The overall effect of the interventions on the level of depressive symptoms was g = 0.29 (95 % CI: 0.15–0.43), with almost no heterogeneity (I 2 = 7; 95 % CI: 0–73). This effect size can be interpreted as small to moderate, and it corresponds to an NNT of 6.17.
There were some indications for publication bias. Duval and Tweedie’s trim and fill procedure indicated that the mean effect would drop from g = 0.29 to g = 0.22 (95 % CI: 0.07–0.38; number of imputed studies = 2) after adjustment for publication bias.
Only two studies examined the effects of indicated prevention on the incidence of major depressive episodes [10, 28]. However, the relative risk (RR) of developing a depressive episode at follow-up was RR = 0.37 (95 % CI: 0.15–0.91; p = 0.03), indicating that people who received the preventive intervention had 63 % less chance of developing a depressive episode than people in the control group. Heterogeneity (I 2) was zero. We also calculated the NNT (as the inverse of the risk difference). The NNT of indicated prevention compared with the control groups was 10.53 (95 % CI: 5.78–57.80; p = 0.02).
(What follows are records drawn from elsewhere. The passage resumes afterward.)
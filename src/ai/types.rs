//! Chat message types
//!
//! Callers describe messages with plain text plus optional local attachments.
//! Before sending, attachments are read and inlined as content blocks.

use crate::ai::{ClientError, Result};
use base64::Engine;
use serde::{Deserialize, Serialize};
use std::path::{Path, PathBuf};

/// Role of a message in a conversation
#[derive(Debug, Clone, Copy, PartialEq, Eq, Serialize, Deserialize)]
#[serde(rename_all = "lowercase")]
pub enum MessageRole {
    System,
    User,
    Assistant,
}

impl MessageRole {
    /// Get the role as a string
    pub fn as_str(&self) -> &'static str {
        match self {
            MessageRole::System => "system",
            MessageRole::User => "user",
            MessageRole::Assistant => "assistant",
        }
    }
}

/// A caller-side message with optional local attachments
#[derive(Debug, Clone, PartialEq, Serialize, Deserialize)]
pub struct Message {
    /// Role of the message sender
    pub role: MessageRole,
    /// Text content
    pub content: String,
    /// Local images inlined as base64 data URLs
    #[serde(default, skip_serializing_if = "Vec::is_empty")]
    pub image_files: Vec<PathBuf>,
    /// Local text files inlined as extra text blocks
    #[serde(default, skip_serializing_if = "Vec::is_empty")]
    pub text_files: Vec<PathBuf>,
}

impl Message {
    fn with_role(role: MessageRole, content: impl Into<String>) -> Self {
        Self {
            role,
            content: content.into(),
            image_files: Vec::new(),
            text_files: Vec::new(),
        }
    }

    /// Create a system message
    pub fn system(content: impl Into<String>) -> Self {
        Self::with_role(MessageRole::System, content)
    }

    /// Create a user message
    pub fn user(content: impl Into<String>) -> Self {
        Self::with_role(MessageRole::User, content)
    }

    /// Create an assistant message
    pub fn assistant(content: impl Into<String>) -> Self {
        Self::with_role(MessageRole::Assistant, content)
    }

    /// Attach a local image
    pub fn with_image(mut self, path: impl Into<PathBuf>) -> Self {
        self.image_files.push(path.into());
        self
    }

    /// Attach a local text file
    pub fn with_text_file(mut self, path: impl Into<PathBuf>) -> Self {
        self.text_files.push(path.into());
        self
    }

    /// Rewrite into content blocks: the text first, then one block per
    /// image, then one block per text file, each group in attachment order.
    pub fn to_content_blocks(&self) -> Result<Vec<ContentBlock>> {
        let mut blocks = Vec::with_capacity(1 + self.image_files.len() + self.text_files.len());
        blocks.push(ContentBlock::text(&self.content));

        for path in &self.image_files {
            blocks.push(ContentBlock::image_url(image_data_url(path)?));
        }

        for path in &self.text_files {
            blocks.push(ContentBlock::text(inline_text_file(path)?));
        }

        Ok(blocks)
    }

    /// Wire form with content blocks
    pub fn to_request_message(&self) -> Result<RequestMessage> {
        Ok(RequestMessage {
            role: self.role,
            content: self.to_content_blocks()?,
        })
    }
}

/// One unit of a multi-part chat message
#[derive(Debug, Clone, PartialEq, Serialize, Deserialize)]
#[serde(tag = "type", rename_all = "snake_case")]
pub enum ContentBlock {
    /// Text content part
    Text { text: String },
    /// Image content part
    ImageUrl { image_url: ImageUrl },
}

impl ContentBlock {
    pub fn text(text: impl Into<String>) -> Self {
        ContentBlock::Text { text: text.into() }
    }

    pub fn image_url(url: impl Into<String>) -> Self {
        ContentBlock::ImageUrl {
            image_url: ImageUrl { url: url.into() },
        }
    }
}

/// Image reference, here always a `data:` URL
#[derive(Debug, Clone, PartialEq, Serialize, Deserialize)]
pub struct ImageUrl {
    pub url: String,
}

/// Message as sent to the chat completions endpoint
#[derive(Debug, Clone, PartialEq, Serialize)]
pub struct RequestMessage {
    pub role: MessageRole,
    pub content: Vec<ContentBlock>,
}

/// Message with plain string content, used by the file-id chat request
#[derive(Debug, Clone, Serialize)]
pub struct PlainMessage<'a> {
    pub role: MessageRole,
    pub content: &'a str,
}

impl<'a> From<&'a Message> for PlainMessage<'a> {
    fn from(message: &'a Message) -> Self {
        Self {
            role: message.role,
            content: &message.content,
        }
    }
}

/// Read an image and encode it as a base64 data URL
fn image_data_url(path: &Path) -> Result<String> {
    let mime = image_mime_for_path(path)
        .ok_or_else(|| ClientError::UnsupportedImage(path.display().to_string()))?;
    let bytes = std::fs::read(path).map_err(|e| ClientError::io(path, e))?;
    let b64 = base64::engine::general_purpose::STANDARD.encode(bytes);
    Ok(format!("data:{};base64,{}", mime, b64))
}

/// Read a text file and label it with its file name
fn inline_text_file(path: &Path) -> Result<String> {
    let contents = std::fs::read_to_string(path).map_err(|e| ClientError::io(path, e))?;
    let name = path
        .file_name()
        .map(|n| n.to_string_lossy().into_owned())
        .unwrap_or_else(|| path.display().to_string());
    Ok(format!("{}:\n{}", name, contents))
}

/// Map an image file extension to the MIME type the vision API accepts.
fn image_mime_for_path(path: &Path) -> Option<&'static str> {
    let ext = path.extension()?.to_str()?.to_lowercase();
    match ext.as_str() {
        "jpg" | "jpeg" => Some("image/jpeg"),
        "png" => Some("image/png"),
        "gif" => Some("image/gif"),
        "webp" => Some("image/webp"),
        _ => None,
    }
}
Because of the small number of studies we did not conduct any additional analyses.
7.6 Discussion
Although much research has focused on prevention of depressive disorders in children and adolescents, a growing number of studies have examined the possibilities to prevent depression in older adults. Furthermore, several manuals for evidence-based preventive interventions are now available, and prevention of depression has been established quite well. Seven randomized controlled trials have shown positive effects of these interventions on the level of depressive symptoms in older adults with subclinical depression, and there is some preliminary evidence that these interventions may also reduce the incidence of depressive disorders at 1–2 years follow-up.
There are several challenges for preventive interventions in older adults [38]. One important issue is to identify the optimal target groups for preventive interventions. Both indicated and selective preventive have been found to be effective in the prevention of depressive disorders. However, both types of prevention are aimed at high-risk groups and all known risk indicators of depressive disorders have the problem that their specificity is low. This low specificity implies that most subjects who are exposed to the risk factor do not develop the disorder and that one such risk factor by itself is not sufficient to produce the disorder. Recently, more sophisticated methods have been developed to identify ultra high-risk groups. These groups typically do not have only one high-risk indicators, but a combination of these factors. Furthermore, they are as small as possible (for efficiency reasons), but are responsible for the largest possible proportion of new incident cases [39, 40]. Although these epidemiological methods have been well-developed, they have not yet been translated into preventive intervention research. It may be possible that the use of biosignature data (e.g., inflammatory cytokines; [42]) may improve the identification of which persons with subsyndromal symptoms and may benefit from indicated preventive interventions.